Before I describe the problem here are my system specs:

CPU: Intel i5 2500K
Mobo: Gigabyte Z68AP-D3
Cooler: Arctic Freezer 7 Pro (I have an Alpenföhn K2 Mount Doom to fit when I get the chance)
GPU: Asus HD 7950 3GB
Sound: Onboard, until I got the Asus Xonar Essence ST
PSU: Antec TruePower 550w (I have a Corsair HX750 to fit when I get the chance)
RAM: Kingston HyperX Blu 8GB
SSD1: Crucial M4 64GB
SSD2: Crucial C300 128GB
HDD1: Samsung SpinPoint F3 1TB
HDD2: WD Caviar Green 2TB
Case: Fractal Define R3
Monitor: Dell U2312HM
OS: Windows 7 64bit

So, first thing I did was uninstall RealTek and disable onboard audio in the BIOS as per instruction manual. I then fitted the Xonar and rebooted the PC. Everything was fine until after installing the Xonar driver and doing the next reboot. After that it would get as far as the Windows log-in screen but then it would crash with blue/green vertical lines.

Onboard HDMI worked fine, and the sound card worked great when I could get into Windows. It even worked with my old Asus HD 6770.

I did get the 7950 working via DVI after a system restore, but upon trying the HDMI again I got the same crash, and after that DVI didn't work.

Onboard audio, ATI HDMI audio and RealTek HD audio were all disabled but that didn't help.
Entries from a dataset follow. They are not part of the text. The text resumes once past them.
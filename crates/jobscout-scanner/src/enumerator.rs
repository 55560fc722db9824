//! Listing enumeration: search query in, deduplicated posting identifiers out.

use crate::error::{Result, ScanError};
use crate::parser::ListingParser;
use crate::settings::ScanSettings;
use crate::site::SiteDefinition;
use crate::url_builder::{build_search_url, page_url};
use jobscout_browser::BrowserActions;
use jobscout_core::{PostingId, SearchQuery, Timestamp};
use std::collections::BTreeSet;
use std::fmt::Write as _;
use tracing::{debug, info, warn};

/// Entries on one results page whose identifier could not be read.
#[derive(Debug, Clone, Copy, PartialEq, Eq)]
pub struct PageFailures {
    /// 1-based page number
    pub page: u32,
    /// Number of failed entries
    pub count: usize,
}

/// Outcome of enumerating one search query.
#[derive(Debug, Clone)]
pub struct Enumeration {
    /// Unique identifiers across all scraped pages
    pub ids: BTreeSet<PostingId>,
    /// When enumeration started
    pub scraped_at: Timestamp,
    /// Pages the site reported for the query
    pub total_pages: u32,
    /// Pages actually visited after clamping
    pub pages_scraped: u32,
    /// Identifiers read before deduplication
    pub entries_read: usize,
    /// Pages with unreadable entries
    pub failures: Vec<PageFailures>,
}

impl Enumeration {
    /// Identifiers that were seen more than once.
    #[must_use]
    pub fn duplicates(&self) -> usize {
        self.entries_read - self.ids.len()
    }

    /// Failed entries over all pages.
    #[must_use]
    pub fn failed_entries(&self) -> usize {
        self.failures.iter().map(|f| f.count).sum()
    }

    /// Human-readable report of per-page entry failures.
    #[must_use]
    pub fn summary(&self) -> String {
        if self.failures.is_empty() {
            return "All jobs scraped successfully.".to_string();
        }
        let mut out = String::from("Some jobs could not be scraped:");
        for failure in &self.failures {
            let _ = write!(out, "\n - {} jobs on page {}", failure.count, failure.page);
        }
        out
    }
}

/// Walks the paginated search results of one query.
pub struct ListingEnumerator<'a, B: BrowserActions + ?Sized> {
    browser: &'a B,
    site: &'a SiteDefinition,
    parser: ListingParser,
    settings: ScanSettings,
}

impl<'a, B: BrowserActions + ?Sized> ListingEnumerator<'a, B> {
    /// Compile the listing selectors of `site`.
    pub fn new(browser: &'a B, site: &'a SiteDefinition, settings: ScanSettings) -> Result<Self> {
        Ok(Self {
            browser,
            site,
            parser: ListingParser::new(&site.listing)?,
            settings,
        })
    }

    /// Enumerate every posting identifier the query yields.
    pub async fn enumerate(&self, query: &SearchQuery) -> Result<Enumeration> {
        self.enumerate_with_progress(query, |_, _| {}).await
    }

    /// Like [`enumerate`](Self::enumerate), calling `on_page(page, pages)`
    /// after each results page is read.
    ///
    /// Fails when the first page has no pagination control. Entries whose
    /// identifier cannot be read are counted per page and skipped.
    pub async fn enumerate_with_progress<F>(
        &self,
        query: &SearchQuery,
        mut on_page: F,
    ) -> Result<Enumeration>
    where
        F: FnMut(u32, u32),
    {
        let scraped_at = Timestamp::now();
        let search_url = build_search_url(self.site, query);
        info!(keyword = query.keyword(), location = query.location(), "Enumerating listings");

        let first_page = self
            .load(&search_url, &self.site.listing.pagination_pages)
            .await?;
        let total_pages = self
            .parser
            .max_page(&first_page)
            .ok_or_else(|| ScanError::PaginationMissing {
                url: search_url.clone(),
            })?;
        let pages = query.effective_pages(total_pages);
        info!(total_pages, pages, "Resolved page count");

        let mut ids = BTreeSet::new();
        let mut entries_read = 0;
        let mut failures = Vec::new();

        for page in 1..=pages {
            let url = page_url(&search_url, page, self.settings.page_size);
            let html = self.load(&url, &self.site.listing.result_item).await?;
            let scan = self.parser.posting_ids(&html);

            debug!(page, found = scan.ids.len(), failed = scan.failed, "Read results page");
            if scan.failed > 0 {
                warn!(page, failed = scan.failed, "Some entries had no readable posting ID");
                failures.push(PageFailures {
                    page,
                    count: scan.failed,
                });
            }

            entries_read += scan.ids.len();
            ids.extend(scan.ids);
            on_page(page, pages);
        }

        info!(unique = ids.len(), entries_read, "Enumeration finished");

        Ok(Enumeration {
            ids,
            scraped_at,
            total_pages,
            pages_scraped: pages,
            entries_read,
            failures,
        })
    }

    /// Navigate, wait for `marker`, settle, snapshot.
    ///
    /// A marker that never shows up is only logged; the caller decides what
    /// an incomplete page means.
    async fn load(&self, url: &str, marker: &str) -> Result<String> {
        debug!(url, "Loading results page");
        self.browser.navigate(url).await?;

        if let Err(e) = self
            .browser
            .wait_for_selector(marker, self.settings.wait_timeout_ms())
            .await
        {
            warn!(url, error = %e, "Results did not render in time");
        }
        self.settings.settle().await;

        Ok(self.browser.page_html().await?)
    }
}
I also did the usual driver update for the GPU and sound card, but again no joy.

I then removed the Xonar and reset everything back to how it was prior to trying the soundcard, but I'm still getting the display crashes! It did work without ATI drivers but that's no use.

I finally decided to try a full system restore from a back-up image and let it run over night, and was greeted with this when I woke up this morning:

27zkno.jpg


I'm still using my Antec 550W PSU, so I'll fit the replacement HX750 tonight after work to see if that helps. It's weird that it only appears after plugging in the HDMI cable though, so I don't know if the PSU is to blame. Plus, if it was the PSU then there should be no problem now I have removed the sound card right?
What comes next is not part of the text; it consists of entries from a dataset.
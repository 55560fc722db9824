//! Core error types for jobscout.
//!
//! `JobscoutError` covers rejected input to the shared types. Configuration
//! failures get a dedicated enum since they are reported before any scraping
//! starts.

use thiserror::Error;

/// Central error type for jobscout operations.
#[derive(Error, Debug)]
pub enum JobscoutError {
    /// Validation errors (invalid input, constraints)
    #[error("validation error: {0}")]
    Validation(String),
}

/// Configuration-specific errors.
#[derive(Error, Debug)]
pub enum ConfigError {
    /// Failed to determine config directory path
    #[error("could not determine config directory (XDG base directories not available)")]
    NoConfigDir,

    /// Explicitly requested config file is missing
    #[error("config file not found at {path}")]
    NotFound {
        /// Path where config was expected
        path: String,
    },

    /// Failed to parse TOML
    #[error("failed to parse config TOML: {0}")]
    ParseError(#[from] toml::de::Error),

    /// I/O error reading config
    #[error("I/O error: {0}")]
    Io(#[from] std::io::Error),

    /// Invalid configuration value
    #[error("invalid config value for {field}: {reason}")]
    InvalidValue {
        /// Field name
        field: String,
        /// Reason for invalidity
        reason: String,
    },
}

/// Result type alias for configuration operations.
pub type ConfigResult<T> = std::result::Result<T, ConfigError>;
//! Job and company overview snippets.
//!
//! The detail page shows a short list of "insight" rows, each an icon plus a
//! line of text. Which row is the job overview and which the company
//! overview is only visible from the icon, so rows are classified by the
//! first command of the icon's SVG path.

use crate::error::Result;
use crate::sanitize::clean_text;
use crate::site::{compile_selector, DetailSelectors};
use scraper::{ElementRef, Html, Selector};

/// Path token of the job overview icon (briefcase).
pub const JOB_ICON_TOKEN: &str = "M17";
/// Path token of the company overview icon (building).
pub const COMPANY_ICON_TOKEN: &str = "M4";

/// Only this many insight rows are considered, the rest are ignored.
pub const MAX_INSIGHTS: usize = 2;

/// What an insight row describes.
#[derive(Debug, Clone, Copy, PartialEq, Eq)]
pub enum InsightKind {
    /// Seniority, employment type
    Job,
    /// Head count, industry
    Company,
}

/// Classify an insight by its icon's SVG path data.
///
/// The first whitespace-separated token must be exactly [`JOB_ICON_TOKEN`] or
/// [`COMPANY_ICON_TOKEN`]; anything else is not an overview row.
#[must_use]
pub fn classify_icon(path_data: &str) -> Option<InsightKind> {
    match path_data.split_whitespace().next()? {
        JOB_ICON_TOKEN => Some(InsightKind::Job),
        COMPANY_ICON_TOKEN => Some(InsightKind::Company),
        _ => None,
    }
}

/// Raw content of one insight row.
#[derive(Debug, Clone, Default, PartialEq, Eq)]
pub struct InsightSnapshot {
    /// `d` attribute of the row's icon path
    pub icon_path: Option<String>,
    /// Cleaned text of the row
    pub text: Option<String>,
}

impl InsightSnapshot {
    /// Snapshot from already extracted values.
    pub fn new(icon_path: impl Into<String>, text: impl Into<String>) -> Self {
        Self {
            icon_path: Some(icon_path.into()),
            text: clean_text(&text.into()),
        }
    }
}

/// Overview fields resolved from the insight rows.
#[derive(Debug, Clone, Default, PartialEq, Eq)]
pub struct Overviews {
    /// Job overview text
    pub job: Option<String>,
    /// Company overview text
    pub company: Option<String>,
}

/// Assign the first [`MAX_INSIGHTS`] rows to the job/company overview.
///
/// Rows without a recognised icon or without text are skipped. When two rows
/// share a kind the later one wins.
#[must_use]
pub fn resolve_overviews(insights: &[InsightSnapshot]) -> Overviews {
    let mut overviews = Overviews::default();

    for insight in insights.iter().take(MAX_INSIGHTS) {
        let Some(kind) = insight.icon_path.as_deref().and_then(classify_icon) else {
            continue;
        };
        let Some(text) = insight.text.clone() else {
            continue;
        };
        match kind {
            InsightKind::Job => overviews.job = Some(text),
            InsightKind::Company => overviews.company = Some(text),
        }
    }

    overviews
}

/// Compiled selectors for reading insight rows out of a detail page.
#[derive(Debug, Clone)]
pub struct InsightReader {
    row: Selector,
    row_fallback: Option<Selector>,
    icon_path: Selector,
    text: Selector,
}

impl InsightReader {
    /// Compile the insight selectors of a site definition.
    pub fn compile(selectors: &DetailSelectors) -> Result<Self> {
        Ok(Self {
            row: compile_selector("detail.insight", &selectors.insight)?,
            row_fallback: selectors
                .insight_fallback
                .as_deref()
                .map(|s| compile_selector("detail.insight_fallback", s))
                .transpose()?,
            icon_path: compile_selector("detail.insight_icon_path", &selectors.insight_icon_path)?,
            text: compile_selector("detail.insight_text", &selectors.insight_text)?,
        })
    }

    /// Snapshot the insight rows, using the fallback row selector only when
    /// the primary one matches nothing.
    pub fn read(&self, document: &Html) -> Vec<InsightSnapshot> {
        let mut rows: Vec<ElementRef<'_>> = document.select(&self.row).collect();
        if rows.is_empty() {
            if let Some(fallback) = &self.row_fallback {
                rows = document.select(fallback).collect();
            }
        }

        rows.into_iter()
            .take(MAX_INSIGHTS)
            .map(|row| InsightSnapshot {
                icon_path: row
                    .select(&self.icon_path)
                    .next()
                    .and_then(|path| path.value().attr("d"))
                    .map(str::to_string),
                text: row
                    .select(&self.text)
                    .next()
                    .and_then(|span| clean_text(&span.text().collect::<String>())),
            })
            .collect()
    }
}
Usually the 7950 is connected to my PC via HDMI>DVI and my TV via DVI, and I've never had an issue with it until tonight, although I have only ever used onboard sound.

There's got to be something I'm missing here but I can't figure it out. I’m happy to cut my losses on the Xonar and sell it on, but I really don’t want to have to RMA the 7950!

Can anyone help? If you need any more info let me know.

Cheers,

Lee
 

citizenlee

Honorable
Jun 24, 2013
22
0
10,520
Ok, I thought I was getting somewhere then hit a wall again...

Is there a chance that this could be something related to Hardware Interupt Requests (IRQs)?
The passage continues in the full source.